Flavour: Intensely citrusy, almost like lemongrass and kaffir lime had a child. A little goes a long way.

How to use it: Add to shortbread or biscuit dough. Infuse in cream for desserts. Mix into marinades for fish or chicken. Steep in hot water for a simple tea. Sprinkle on scrambled eggs.

Substitute for: Any recipe calling for lemon zest. Use about a third of the amount — it’s potent.

2. Wattleseed (roasted, ground)

Flavour: Nutty, chocolatey, with hints of coffee and hazelnut. Complex and warming.

How to use it: Add to chocolate desserts. Mix into granola. Stir into porridge. Add to rubs for red meat. Make a wattleseed panna cotta or ice cream.

Works well with: Chocolate, coffee, caramel, cream, lamb, kangaroo.

3. Bush tomato (ground)

Flavour: Earthy, tangy, slightly caramel-like. Not much like regular tomatoes, despite the name.

How to use it: Add to sauces and gravies. Mix into bolognese or chilli. Use in spice rubs for meat. Stir into dips. Excellent in a barbecue sauce.

Note: Also called akudjura. Needs rehydrating if using whole dried ones.

4. Mountain pepper (pepperberry, ground)

Flavour: Hot, initially similar to black pepper but with a more complex, herbal finish. The heat builds slowly and lingers.

How to use it: Use anywhere you’d use black pepper. Particularly good on steaks, in stews, and in cheese-based dishes. Start with less than you think — the heat sneaks up.

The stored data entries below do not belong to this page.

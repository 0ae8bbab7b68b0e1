//! Plot configuration shared across visualization functions

use plotters::prelude::*;

/// Configuration for customizing plots
///
/// # Fields
///
/// - `width`, `height`: Dimensions in pixels
/// - `title`: Plot title
/// - `xlabel`, `ylabel`: Axis labels
/// - `series_colors`: Optional colors, one per series (exact, direct, Sloan)
/// - `background`: Background color
/// - `line_width`: Line thickness in pixels
/// - `show_caption`: Whether to draw the title
/// - `show_grid`: Whether to draw the mesh and axis labels
/// - `show_legend`: Whether to draw the series legend
///
/// # Example
///
/// ```rust,ignore
/// use fredholm_rs::output::visualization::PlotConfig;
/// use plotters::prelude::*;
///
/// let mut config = PlotConfig::sweep("Averaging, N = 15");
/// config.series_colors = Some(vec![BLACK, RED, BLUE]);
/// config.width = 1920;
/// config.height = 1080;
/// ```
#[derive(Clone)]
pub struct PlotConfig {
    /// Image width in pixels (default: 1024)
    pub width: u32,

    /// Image height in pixels (default: 768)
    pub height: u32,

    /// Plot title (default: "Plot")
    pub title: String,

    /// X-axis label (default: "s")
    pub xlabel: String,

    /// Y-axis label (default: "u(s)")
    pub ylabel: String,

    /// Optional colors, one per series
    ///
    /// If None, uses default palette: [BLACK, RED, BLUE, GREEN, ...]
    pub series_colors: Option<Vec<RGBColor>>,

    /// Background color (default: WHITE)
    pub background: RGBColor,

    /// Line width in pixels (default: 2)
    pub line_width: u32,

    /// Show the title above the chart (default: true)
    pub show_caption: bool,

    /// Show grid lines (default: true)
    pub show_grid: bool,

    /// Show legend (default: true)
    pub show_legend: bool,
}

impl Default for PlotConfig {
    fn default() -> Self {
        Self {
            width: 1024,
            height: 768,
            title: "Plot".to_string(),
            xlabel: "s".to_string(),
            ylabel: "u(s)".to_string(),
            series_colors: None,
            background: WHITE,
            line_width: 2,
            show_caption: true,
            show_grid: true,
            show_legend: true,
        }
    }
}

/// Helper trait to accept both `String` and `None` for optional titles
pub trait IntoOptionalTitle {
    fn into_optional_title(self) -> Option<String>;
}

impl IntoOptionalTitle for &str {
    fn into_optional_title(self) -> Option<String> {
        Some(self.to_string())
    }
}

impl IntoOptionalTitle for String {
    fn into_optional_title(self) -> Option<String> {
        Some(self)
    }
}

impl<T: IntoOptionalTitle> IntoOptionalTitle for Option<T> {
    fn into_optional_title(self) -> Option<String> {
        self.and_then(|t| t.into_optional_title())
    }
}

/// Constant for no title (default title will be used)
///
/// # Example
///
/// ```rust,ignore
/// let config = PlotConfig::sweep(NO_TITLE);
/// ```
pub const NO_TITLE: Option<&str> = None;

impl PlotConfig {
    /// Config for solution curves (exact, direct, Sloan) with optional custom title
    ///
    /// Title defaults to "Approximate Solution".
    pub fn sweep(title: impl IntoOptionalTitle) -> Self {
        let mut config = Self::default();
        config.title = title
            .into_optional_title()
            .unwrap_or_else(|| "Approximate Solution".to_string());
        config
    }

    /// Config for pointwise error curves with optional custom title
    ///
    /// Sets ylabel to "|error|" and title to custom value or "Pointwise Error".
    pub fn errors(title: impl IntoOptionalTitle) -> Self {
        let mut config = Self::default();
        config.ylabel = "|error|".to_string();
        config.title = title
            .into_optional_title()
            .unwrap_or_else(|| "Pointwise Error".to_string());
        config
    }

    /// Config with custom series colors
    pub fn with_colors(colors: Vec<RGBColor>) -> Self {
        let mut config = Self::default();
        config.series_colors = Some(colors);
        config
    }

    /// Builder pattern: no caption, mesh or legend
    ///
    /// Only the curves are drawn.
    pub fn curves_only(mut self) -> Self {
        self.show_caption = false;
        self.show_grid = false;
        self.show_legend = false;
        self
    }

    /// Get color for series at index i
    ///
    /// Uses custom colors if provided, otherwise falls back to default palette
    pub(crate) fn get_series_color(&self, series_index: usize) -> RGBColor {
        if let Some(ref colors) = self.series_colors {
            if series_index < colors.len() {
                return colors[series_index];
            }
        }

        const DEFAULT_COLORS: [RGBColor; 6] = [
            BLACK,
            RED,
            BLUE,
            GREEN,
            MAGENTA,
            RGBColor(255, 165, 0), // Orange
        ];

        DEFAULT_COLORS[series_index % DEFAULT_COLORS.len()]
    }
}

// =================================================================================================
// Tests
// =================================================================================================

Note: Mountain pepper leaves are milder than the berries and work well in salads.

5. Saltbush (dried leaf)

Flavour: Salty, herbaceous, slightly mineral. Reminds me of a cross between sage and spinach with added salinity.

How to use it: Use as a salt substitute in cooking. Crush and add to bread dough. Roll goat cheese in it. Add to lamb dishes. Works brilliantly as a coating for roasted potatoes.

Doing it respectfully

This part matters. These ingredients carry cultural significance for Indigenous Australians. Using them in your kitchen is fine — encouraged, even. But there are principles worth following:

Buy from Indigenous-owned or Indigenous-partnered businesses where possible. This ensures economic benefit flows to the communities that hold the traditional knowledge.

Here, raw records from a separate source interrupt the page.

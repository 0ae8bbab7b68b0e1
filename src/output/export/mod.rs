//! Export of sweep results
//!
//! # Available formats
//!
//! | Format  | Module    |
//! |---------|-----------|
//! | CSV     | [`csv`]   |
//!
//! # Usage example
//!
//! ```rust,ignore
//! use fredholm_rs::output::export::{export_sweep_csv, CsvConfig, CsvMetadata};
//!
//! // Plain export
//! export_sweep_csv(&report, "sweep.csv", None)?;
//!
//! // With a metadata header and 12 decimals
//! let config = CsvConfig::high_precision().with_metadata(CsvMetadata::from_report(&report));
//! export_sweep_csv(&report, "sweep_precise.csv", Some(&config))?;
//! ```

pub mod csv;

pub use csv::{export_columns_csv, export_sweep_csv, CsvConfig, CsvMetadata, SWEEP_HEADERS};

Acknowledge the origin. When you serve dishes with native ingredients, mention that these are Indigenous Australian foods with thousands of years of history. It costs nothing and it matters.

Don’t claim expertise you don’t have. Using lemon myrtle in your cooking doesn’t make you an authority on Indigenous food culture. Be a student, not a teacher.

Avoid “discovery” language. These ingredients weren’t waiting to be discovered. They were being used long before colonial Australia existed.

Start with one or two ingredients. Get comfortable with them. Then branch out. The flavours will change how you cook, and that’s a good thing.